Segment Start: Data

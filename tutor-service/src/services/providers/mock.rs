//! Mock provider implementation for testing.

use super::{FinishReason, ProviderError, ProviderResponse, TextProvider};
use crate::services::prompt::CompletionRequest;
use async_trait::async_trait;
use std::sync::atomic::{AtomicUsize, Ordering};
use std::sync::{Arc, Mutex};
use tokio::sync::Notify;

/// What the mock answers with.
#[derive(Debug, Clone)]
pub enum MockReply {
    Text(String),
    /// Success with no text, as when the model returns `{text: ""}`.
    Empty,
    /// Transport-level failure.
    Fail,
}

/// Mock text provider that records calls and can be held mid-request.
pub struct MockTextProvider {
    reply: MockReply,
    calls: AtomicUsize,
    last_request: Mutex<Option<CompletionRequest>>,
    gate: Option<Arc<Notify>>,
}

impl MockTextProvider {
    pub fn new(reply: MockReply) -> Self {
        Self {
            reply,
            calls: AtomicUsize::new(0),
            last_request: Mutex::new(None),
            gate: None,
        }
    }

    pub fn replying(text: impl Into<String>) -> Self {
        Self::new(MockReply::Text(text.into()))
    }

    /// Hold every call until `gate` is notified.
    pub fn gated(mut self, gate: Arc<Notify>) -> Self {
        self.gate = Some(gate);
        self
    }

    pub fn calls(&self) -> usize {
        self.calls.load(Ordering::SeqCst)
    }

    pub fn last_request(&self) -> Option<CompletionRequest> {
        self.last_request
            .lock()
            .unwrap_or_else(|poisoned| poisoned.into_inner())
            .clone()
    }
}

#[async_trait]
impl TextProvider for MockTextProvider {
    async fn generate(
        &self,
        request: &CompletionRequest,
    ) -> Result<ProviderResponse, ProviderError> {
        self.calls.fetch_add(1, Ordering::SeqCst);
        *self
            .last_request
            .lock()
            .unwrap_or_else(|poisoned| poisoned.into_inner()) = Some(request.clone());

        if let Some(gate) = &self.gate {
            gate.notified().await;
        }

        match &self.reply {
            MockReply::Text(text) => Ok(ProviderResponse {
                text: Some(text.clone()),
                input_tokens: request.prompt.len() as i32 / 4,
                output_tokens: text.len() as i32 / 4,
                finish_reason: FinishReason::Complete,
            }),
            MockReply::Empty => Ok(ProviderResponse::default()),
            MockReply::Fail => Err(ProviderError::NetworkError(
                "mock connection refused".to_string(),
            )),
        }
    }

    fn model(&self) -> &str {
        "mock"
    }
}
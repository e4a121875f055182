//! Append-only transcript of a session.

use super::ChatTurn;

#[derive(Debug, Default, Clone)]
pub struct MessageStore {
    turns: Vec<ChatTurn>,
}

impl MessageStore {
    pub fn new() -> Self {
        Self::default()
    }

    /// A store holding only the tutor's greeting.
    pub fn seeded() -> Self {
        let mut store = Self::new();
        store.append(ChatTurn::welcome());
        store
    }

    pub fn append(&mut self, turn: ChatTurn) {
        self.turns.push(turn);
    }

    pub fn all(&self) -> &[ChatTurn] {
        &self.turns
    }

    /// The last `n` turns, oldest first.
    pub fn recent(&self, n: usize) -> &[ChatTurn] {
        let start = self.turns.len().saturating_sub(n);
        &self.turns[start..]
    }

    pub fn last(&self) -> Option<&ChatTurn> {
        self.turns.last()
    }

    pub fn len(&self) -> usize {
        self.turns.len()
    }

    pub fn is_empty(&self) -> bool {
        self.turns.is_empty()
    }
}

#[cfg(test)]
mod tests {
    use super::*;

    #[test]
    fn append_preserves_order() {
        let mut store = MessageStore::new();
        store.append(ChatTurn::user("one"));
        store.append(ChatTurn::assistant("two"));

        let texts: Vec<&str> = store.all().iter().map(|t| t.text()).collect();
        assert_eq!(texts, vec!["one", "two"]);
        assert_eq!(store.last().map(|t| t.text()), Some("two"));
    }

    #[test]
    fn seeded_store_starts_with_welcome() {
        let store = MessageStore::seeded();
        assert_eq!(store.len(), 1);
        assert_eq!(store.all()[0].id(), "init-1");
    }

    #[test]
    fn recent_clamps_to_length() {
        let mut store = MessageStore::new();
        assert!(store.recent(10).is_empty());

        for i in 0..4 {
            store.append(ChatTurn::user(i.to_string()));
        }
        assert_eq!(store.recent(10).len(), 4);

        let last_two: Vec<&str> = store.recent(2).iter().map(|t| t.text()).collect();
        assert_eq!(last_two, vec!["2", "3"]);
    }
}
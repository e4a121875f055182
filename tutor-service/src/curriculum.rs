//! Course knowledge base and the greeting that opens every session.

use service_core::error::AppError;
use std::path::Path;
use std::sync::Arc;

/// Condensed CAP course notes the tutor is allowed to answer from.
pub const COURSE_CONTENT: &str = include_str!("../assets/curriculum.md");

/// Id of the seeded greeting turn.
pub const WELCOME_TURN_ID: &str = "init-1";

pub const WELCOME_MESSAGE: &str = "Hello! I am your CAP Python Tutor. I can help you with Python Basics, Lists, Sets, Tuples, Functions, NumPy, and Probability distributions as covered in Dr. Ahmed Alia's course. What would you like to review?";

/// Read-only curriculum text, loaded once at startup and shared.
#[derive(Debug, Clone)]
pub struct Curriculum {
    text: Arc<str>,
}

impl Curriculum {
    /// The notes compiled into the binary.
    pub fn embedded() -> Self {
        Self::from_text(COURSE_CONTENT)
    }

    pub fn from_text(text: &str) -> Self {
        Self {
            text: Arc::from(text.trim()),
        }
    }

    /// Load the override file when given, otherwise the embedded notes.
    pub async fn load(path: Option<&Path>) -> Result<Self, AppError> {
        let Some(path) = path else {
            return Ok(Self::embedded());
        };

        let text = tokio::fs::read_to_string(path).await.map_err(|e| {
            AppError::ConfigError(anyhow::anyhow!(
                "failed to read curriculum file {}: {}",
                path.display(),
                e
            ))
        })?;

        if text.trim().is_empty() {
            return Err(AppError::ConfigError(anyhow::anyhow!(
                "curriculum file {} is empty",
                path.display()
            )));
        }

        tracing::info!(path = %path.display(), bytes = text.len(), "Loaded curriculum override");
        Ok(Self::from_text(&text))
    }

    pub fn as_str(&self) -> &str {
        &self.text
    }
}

Segment End: Data
Segment Start: Data

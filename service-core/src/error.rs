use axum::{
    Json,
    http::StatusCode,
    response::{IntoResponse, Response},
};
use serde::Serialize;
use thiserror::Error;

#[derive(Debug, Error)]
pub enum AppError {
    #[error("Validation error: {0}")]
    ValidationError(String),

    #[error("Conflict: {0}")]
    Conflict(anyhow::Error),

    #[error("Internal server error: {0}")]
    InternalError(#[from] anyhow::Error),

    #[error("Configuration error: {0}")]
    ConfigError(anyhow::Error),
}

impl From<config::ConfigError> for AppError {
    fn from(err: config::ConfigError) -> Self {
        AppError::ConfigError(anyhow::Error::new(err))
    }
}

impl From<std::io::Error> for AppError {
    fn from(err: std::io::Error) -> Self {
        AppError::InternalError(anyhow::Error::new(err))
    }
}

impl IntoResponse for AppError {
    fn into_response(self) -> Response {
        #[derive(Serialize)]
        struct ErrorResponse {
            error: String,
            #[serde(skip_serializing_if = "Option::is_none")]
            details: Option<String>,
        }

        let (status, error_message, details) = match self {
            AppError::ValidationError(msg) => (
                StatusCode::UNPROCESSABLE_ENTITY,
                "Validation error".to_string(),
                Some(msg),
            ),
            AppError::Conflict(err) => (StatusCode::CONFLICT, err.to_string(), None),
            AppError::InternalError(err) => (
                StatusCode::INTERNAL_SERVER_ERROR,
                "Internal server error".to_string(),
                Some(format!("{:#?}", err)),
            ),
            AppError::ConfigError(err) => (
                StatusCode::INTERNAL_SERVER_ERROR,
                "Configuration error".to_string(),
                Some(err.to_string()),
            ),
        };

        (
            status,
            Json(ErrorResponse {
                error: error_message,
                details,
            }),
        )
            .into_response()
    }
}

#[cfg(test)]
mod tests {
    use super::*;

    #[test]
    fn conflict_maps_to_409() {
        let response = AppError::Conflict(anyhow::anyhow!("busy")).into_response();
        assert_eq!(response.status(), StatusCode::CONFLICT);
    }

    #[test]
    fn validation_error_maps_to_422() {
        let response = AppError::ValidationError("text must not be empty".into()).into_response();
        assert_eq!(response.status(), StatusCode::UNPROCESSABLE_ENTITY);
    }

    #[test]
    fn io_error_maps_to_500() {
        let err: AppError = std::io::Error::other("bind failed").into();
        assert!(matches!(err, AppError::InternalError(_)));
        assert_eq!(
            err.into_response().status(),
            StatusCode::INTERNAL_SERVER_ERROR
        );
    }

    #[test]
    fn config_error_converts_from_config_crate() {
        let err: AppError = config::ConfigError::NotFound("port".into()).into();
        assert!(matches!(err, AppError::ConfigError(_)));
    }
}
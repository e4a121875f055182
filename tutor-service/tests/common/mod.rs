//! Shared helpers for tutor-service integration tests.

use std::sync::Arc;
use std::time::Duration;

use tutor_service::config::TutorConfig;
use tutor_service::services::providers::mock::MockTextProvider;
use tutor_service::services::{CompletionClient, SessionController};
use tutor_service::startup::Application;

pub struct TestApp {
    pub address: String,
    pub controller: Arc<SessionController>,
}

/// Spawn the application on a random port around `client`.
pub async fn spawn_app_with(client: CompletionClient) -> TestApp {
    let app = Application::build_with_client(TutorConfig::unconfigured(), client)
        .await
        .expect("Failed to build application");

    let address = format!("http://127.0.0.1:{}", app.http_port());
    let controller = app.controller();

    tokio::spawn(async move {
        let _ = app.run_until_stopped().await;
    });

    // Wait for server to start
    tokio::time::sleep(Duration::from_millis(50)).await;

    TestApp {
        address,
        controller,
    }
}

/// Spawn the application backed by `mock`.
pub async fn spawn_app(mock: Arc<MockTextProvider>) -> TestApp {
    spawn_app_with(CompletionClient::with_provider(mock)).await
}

Segment End: Data
Segment Start: Data

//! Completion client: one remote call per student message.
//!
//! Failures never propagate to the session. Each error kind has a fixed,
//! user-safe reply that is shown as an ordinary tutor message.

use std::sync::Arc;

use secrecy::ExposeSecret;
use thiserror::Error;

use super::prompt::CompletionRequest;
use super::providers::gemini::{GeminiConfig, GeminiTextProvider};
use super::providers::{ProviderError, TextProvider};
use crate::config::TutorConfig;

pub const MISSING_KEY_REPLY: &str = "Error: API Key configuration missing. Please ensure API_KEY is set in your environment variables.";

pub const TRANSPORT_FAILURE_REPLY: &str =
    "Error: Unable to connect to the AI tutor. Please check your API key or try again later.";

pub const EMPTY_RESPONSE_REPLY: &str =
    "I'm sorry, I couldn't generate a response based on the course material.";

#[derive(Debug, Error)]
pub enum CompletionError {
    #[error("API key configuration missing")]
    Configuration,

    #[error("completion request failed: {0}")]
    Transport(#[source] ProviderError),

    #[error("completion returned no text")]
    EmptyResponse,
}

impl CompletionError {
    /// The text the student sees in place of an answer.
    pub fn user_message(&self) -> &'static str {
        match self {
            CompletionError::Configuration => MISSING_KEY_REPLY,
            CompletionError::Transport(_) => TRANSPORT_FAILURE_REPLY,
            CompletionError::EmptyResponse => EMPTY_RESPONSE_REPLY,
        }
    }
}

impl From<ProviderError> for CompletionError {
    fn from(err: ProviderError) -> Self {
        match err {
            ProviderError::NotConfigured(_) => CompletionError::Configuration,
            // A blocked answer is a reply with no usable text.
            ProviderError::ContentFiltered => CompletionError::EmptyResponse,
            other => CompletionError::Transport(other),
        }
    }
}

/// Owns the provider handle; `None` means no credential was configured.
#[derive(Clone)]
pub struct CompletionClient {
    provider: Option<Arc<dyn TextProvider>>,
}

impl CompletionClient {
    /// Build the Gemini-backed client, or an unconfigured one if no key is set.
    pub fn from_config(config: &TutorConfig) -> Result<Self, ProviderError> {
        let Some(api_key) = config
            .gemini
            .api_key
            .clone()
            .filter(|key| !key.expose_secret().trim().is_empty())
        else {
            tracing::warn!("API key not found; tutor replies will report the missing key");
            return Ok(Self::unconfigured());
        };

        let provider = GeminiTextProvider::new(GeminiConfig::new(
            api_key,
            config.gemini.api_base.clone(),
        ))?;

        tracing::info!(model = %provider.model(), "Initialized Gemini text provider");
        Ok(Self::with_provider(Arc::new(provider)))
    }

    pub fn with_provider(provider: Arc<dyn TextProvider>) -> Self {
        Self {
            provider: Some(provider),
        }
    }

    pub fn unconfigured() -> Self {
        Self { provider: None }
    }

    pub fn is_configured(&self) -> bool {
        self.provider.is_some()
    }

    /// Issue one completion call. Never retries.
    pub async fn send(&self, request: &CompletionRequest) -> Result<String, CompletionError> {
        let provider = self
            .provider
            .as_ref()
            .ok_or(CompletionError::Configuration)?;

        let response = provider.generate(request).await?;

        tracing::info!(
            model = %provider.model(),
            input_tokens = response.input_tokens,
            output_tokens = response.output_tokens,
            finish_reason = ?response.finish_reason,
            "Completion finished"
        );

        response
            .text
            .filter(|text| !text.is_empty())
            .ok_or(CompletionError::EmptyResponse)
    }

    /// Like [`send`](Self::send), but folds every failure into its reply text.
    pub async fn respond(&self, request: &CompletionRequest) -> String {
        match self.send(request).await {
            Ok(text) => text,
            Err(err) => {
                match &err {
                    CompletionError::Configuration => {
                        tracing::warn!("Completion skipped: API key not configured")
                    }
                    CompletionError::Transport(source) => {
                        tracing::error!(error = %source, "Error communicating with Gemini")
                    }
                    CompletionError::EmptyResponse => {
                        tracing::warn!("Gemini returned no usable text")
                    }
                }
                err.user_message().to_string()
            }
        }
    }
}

Segment End: Data

§ Description of the task
Wherever the word "poisoned" turns up in the material, copy the whole line.

§ Answer box
            .unwrap_or_else(|poisoned| poisoned.into_inner())
            .unwrap_or_else(|poisoned| poisoned.into_inner()) = Some(request.clone());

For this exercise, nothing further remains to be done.